Implementation Summary

Added the lab check (alias lab checks) repository self-checker to the lab crate.

What it does

lab check is a fast orchestrator. It resolves the target repos from services.toml, discovers the crates in each that ship a service.toml, and for every (crate x check) it submits one inline job into a single hero_proc run (max 8 concurrent). Each job re-invokes lab check --test <id> --crate <name> --repos <path> to run one check fast in Rust; per crate the jobs are chained with depends_on in the canonical order. On failure a check escalates to an agent (crate::agent, mapping the issue's --model 1) and retries up to 5 times.
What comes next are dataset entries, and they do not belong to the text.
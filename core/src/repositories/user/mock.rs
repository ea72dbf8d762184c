//! Mock implementation of UserRepository for testing

use async_trait::async_trait;
use std::collections::HashMap;
use std::sync::Arc;
use tokio::sync::RwLock;
use uuid::Uuid;

use crate::domain::entities::{User, UserRole};
use crate::errors::{DomainError, ValidationError};

use super::trait_::UserRepository;

/// Mock user repository for testing
pub struct MockUserRepository {
    users: Arc<RwLock<HashMap<Uuid, User>>>,
}

impl MockUserRepository {
    /// Create a new mock repository
    pub fn new() -> Self {
        Self {
            users: Arc::new(RwLock::new(HashMap::new())),
        }
    }
}

impl Default for MockUserRepository {
    fn default() -> Self {
        Self::new()
    }
}

#[async_trait]
impl UserRepository for MockUserRepository {
    async fn find_by_id(&self, id: Uuid) -> Result<Option<User>, DomainError> {
        let users = self.users.read().await;
        Ok(users.get(&id).cloned())
    }

    async fn find_by_email(&self, email: &str) -> Result<Option<User>, DomainError> {
        let users = self.users.read().await;
        Ok(users
            .values()
            .find(|u| u.email.eq_ignore_ascii_case(email))
            .cloned())
    }

    async fn insert(&self, user: User) -> Result<User, DomainError> {
        let mut users = self.users.write().await;

        // Reject duplicate email
        if users
            .values()
            .any(|u| u.email.eq_ignore_ascii_case(&user.email))
        {
            return Err(DomainError::ValidationErr(ValidationError::DuplicateValue {
                field: "email".to_string(),
            }));
        }

        users.insert(user.id, user.clone());
        Ok(user)
    }

    async fn list(&self, role: Option<UserRole>) -> Result<Vec<User>, DomainError> {
        let users = self.users.read().await;
        let mut listed: Vec<User> = users
            .values()
            .filter(|u| role.map_or(true, |r| u.role == r))
            .cloned()
            .collect();
        listed.sort_by(|a, b| b.created_at.cmp(&a.created_at));
        Ok(listed)
    }

    async fn update_role(&self, id: Uuid, role: UserRole) -> Result<bool, DomainError> {
        let mut users = self.users.write().await;
        match users.get_mut(&id) {
            Some(user) => {
                user.set_role(role);
                Ok(true)
            }
            None => Ok(false),
        }
    }

    async fn delete(&self, id: Uuid) -> Result<bool, DomainError> {
        let mut users = self.users.write().await;
        Ok(users.remove(&id).is_some())
    }

    async fn count_by_role(&self, role: Option<UserRole>) -> Result<u64, DomainError> {
        let users = self.users.read().await;
        let count = match role {
            Some(r) => users.values().filter(|u| u.role == r).count(),
            None => users.len(),
        };
        Ok(count as u64)
    }
}
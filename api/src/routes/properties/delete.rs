//! Handler for DELETE /api/v1/properties/{id}

use actix_web::{web, HttpResponse};
use uuid::Uuid;

use crate::handlers::domain_error_response;
use crate::routes::AppState;

use rn_core::repositories::{PropertyRepository, RentalRequestRepository, UserRepository};

/// Remove a property entirely (admin action)
pub async fn delete_property<P, U, R>(
    state: web::Data<AppState<P, U, R>>,
    path: web::Path<Uuid>,
) -> HttpResponse
where
    P: PropertyRepository + 'static,
    U: UserRepository + 'static,
    R: RentalRequestRepository + 'static,
{
    let id = path.into_inner();

    match state.property_service.remove(id).await {
        Ok(()) => {
            log::info!("Property {} deleted", id);
            HttpResponse::NoContent().finish()
        }
        Err(error) => domain_error_response(&error),
    }
}
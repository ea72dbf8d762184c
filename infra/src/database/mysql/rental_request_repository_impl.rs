//! MySQL implementation of the RentalRequestRepository trait.

use async_trait::async_trait;
use chrono::{DateTime, Utc};
use sqlx::mysql::MySqlRow;
use sqlx::MySqlPool;
use uuid::Uuid;

use rn_core::domain::entities::{RentalRequest, RequestStatus};
use rn_core::errors::DomainError;
use rn_core::repositories::RentalRequestRepository;

use super::get_column;

const REQUEST_COLUMNS: &str = r#"id, property_id, buyer_id, proposed_price,
       duration_months, message, status, created_at, updated_at"#;

/// MySQL implementation of RentalRequestRepository
pub struct MySqlRentalRequestRepository {
    /// Database connection pool
    pool: MySqlPool,
}

impl MySqlRentalRequestRepository {
    /// Create a new MySQL rental request repository
    pub fn new(pool: MySqlPool) -> Self {
        Self { pool }
    }

    /// Convert a database row to a RentalRequest entity
    fn row_to_request(row: &MySqlRow) -> Result<RentalRequest, DomainError> {
        let id: String = get_column(row, "id")?;
        let property_id: String = get_column(row, "property_id")?;
        let buyer_id: String = get_column(row, "buyer_id")?;
        let status: String = get_column(row, "status")?;

        let parse = |value: &str| {
            Uuid::parse_str(value).map_err(|e| DomainError::Database {
                message: format!("Invalid UUID: {}", e),
            })
        };

        Ok(RentalRequest {
            id: parse(&id)?,
            property_id: parse(&property_id)?,
            buyer_id: parse(&buyer_id)?,
            proposed_price: get_column::<u64>(row, "proposed_price")?,
            duration_months: get_column::<u32>(row, "duration_months")?,
            message: get_column::<Option<String>>(row, "message")?,
            status: RequestStatus::parse(&status),
            created_at: get_column::<DateTime<Utc>>(row, "created_at")?,
            updated_at: get_column::<DateTime<Utc>>(row, "updated_at")?,
        })
    }

    async fn find_all_by(
        &self,
        column: &str,
        id: Uuid,
    ) -> Result<Vec<RentalRequest>, DomainError> {
        let query = format!(
            "SELECT {} FROM rental_requests WHERE {} = ? ORDER BY created_at DESC",
            REQUEST_COLUMNS, column
        );

        let rows = sqlx::query(&query)
            .bind(id.to_string())
            .fetch_all(&self.pool)
            .await
            .map_err(|e| DomainError::Database {
                message: format!("Database query failed: {}", e),
            })?;

        rows.iter().map(Self::row_to_request).collect()
    }
}

#[async_trait]
impl RentalRequestRepository for MySqlRentalRequestRepository {
    async fn find_by_id(&self, id: Uuid) -> Result<Option<RentalRequest>, DomainError> {
        let query = format!(
            "SELECT {} FROM rental_requests WHERE id = ? LIMIT 1",
            REQUEST_COLUMNS
        );

        let result = sqlx::query(&query)
            .bind(id.to_string())
            .fetch_optional(&self.pool)
            .await
            .map_err(|e| DomainError::Database {
                message: format!("Database query failed: {}", e),
            })?;

        match result {
            Some(row) => Ok(Some(Self::row_to_request(&row)?)),
            None => Ok(None),
        }
    }

    async fn find_by_property(
        &self,
        property_id: Uuid,
    ) -> Result<Vec<RentalRequest>, DomainError> {
        self.find_all_by("property_id", property_id).await
    }

    async fn find_by_buyer(&self, buyer_id: Uuid) -> Result<Vec<RentalRequest>, DomainError> {
        self.find_all_by("buyer_id", buyer_id).await
    }

    async fn insert(&self, request: RentalRequest) -> Result<RentalRequest, DomainError> {
        let query = r#"
            INSERT INTO rental_requests (
                id, property_id, buyer_id, proposed_price,
                duration_months, message, status, created_at, updated_at
            ) VALUES (?, ?, ?, ?, ?, ?, ?, ?, ?)
        "#;

        sqlx::query(query)
            .bind(request.id.to_string())
            .bind(request.property_id.to_string())
            .bind(request.buyer_id.to_string())
            .bind(request.proposed_price)
            .bind(request.duration_months)
            .bind(&request.message)
            .bind(request.status.as_str())
            .bind(request.created_at)
            .bind(request.updated_at)
            .execute(&self.pool)
            .await
            .map_err(|e| DomainError::Database {
                message: format!("Failed to create rental request: {}", e),
            })?;

        Ok(request)
    }

    async fn update(&self, request: RentalRequest) -> Result<RentalRequest, DomainError> {
        let query = r#"
            UPDATE rental_requests SET
                proposed_price = ?, duration_months = ?, message = ?,
                status = ?, updated_at = ?
            WHERE id = ?
        "#;

        let result = sqlx::query(query)
            .bind(request.proposed_price)
            .bind(request.duration_months)
            .bind(&request.message)
            .bind(request.status.as_str())
            .bind(Utc::now())
            .bind(request.id.to_string())
            .execute(&self.pool)
            .await
            .map_err(|e| DomainError::Database {
                message: format!("Failed to update rental request: {}", e),
            })?;

        if result.rows_affected() == 0 {
            return Err(DomainError::NotFound {
                resource: "RentalRequest".to_string(),
            });
        }

        let mut updated = request;
        updated.updated_at = Utc::now();
        Ok(updated)
    }
}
Results are recorded per crate + per check in a checks.toml at each repo root.

Repo selection (from services.toml)

  • --repos all => every enabled entry in services.toml
  • --repos infra,hero_db => tags expand, bare names pass through
  • no --repos => the current repo only (walk up to .git)

Checks (one Rust file each)

  • check_cargo (prio 1) - Cargo.toml deps validated against the embedded rust_versions policy; honors [package.metadata.hero_checks.cargo_exceptions]
  • cargo_check_update (prio 1) - cargo check + cargo update
  • cargo_build (prio 2) - lab build <crate>
  • proc_run (prio 2) - lab build --restart --force for crates with a server part
  • upload (prio 3) - lab build --platforms <host> --upload --update for the host OS only

Per-crate skips via [package.metadata.hero_checks] skip = [...]. Re-run policy: a check re-runs on --force, a version bump, a source-hash change, or a prior non-pass.

CLI

--repos, --test, --crate, --name, --level (1..=3), --force, --delete (one-call teardown via action_clean_by_tag on the hero_check tag), --list, --status, --json.

Files

Created under crates/lab/src/checker/: mod.rs (registry + dispatch), checks_toml.rs, discovery.rs, orchestrator.rs, management.rs, and the five check modules. Added crates/lab/src/agent/agent_check.rs (+ re-export). Wired Check into main.rs and pub mod checker; into lib.rs.

Reuse (no forks)

Crate discovery via builder::cargo_discovery, hashing via builder::hashing::source_hash, the embedded version policy via builder::policy::embedded(), and repo resolution via service::services_toml.

Notes / caveats

  • A live end-to-end run against a running hero_proc (job submission + agent repair loops) is left for manual validation.
  • proc_run/upload run real builds/uploads; gate them with --level accordingly (defaults to level 1, which excludes them).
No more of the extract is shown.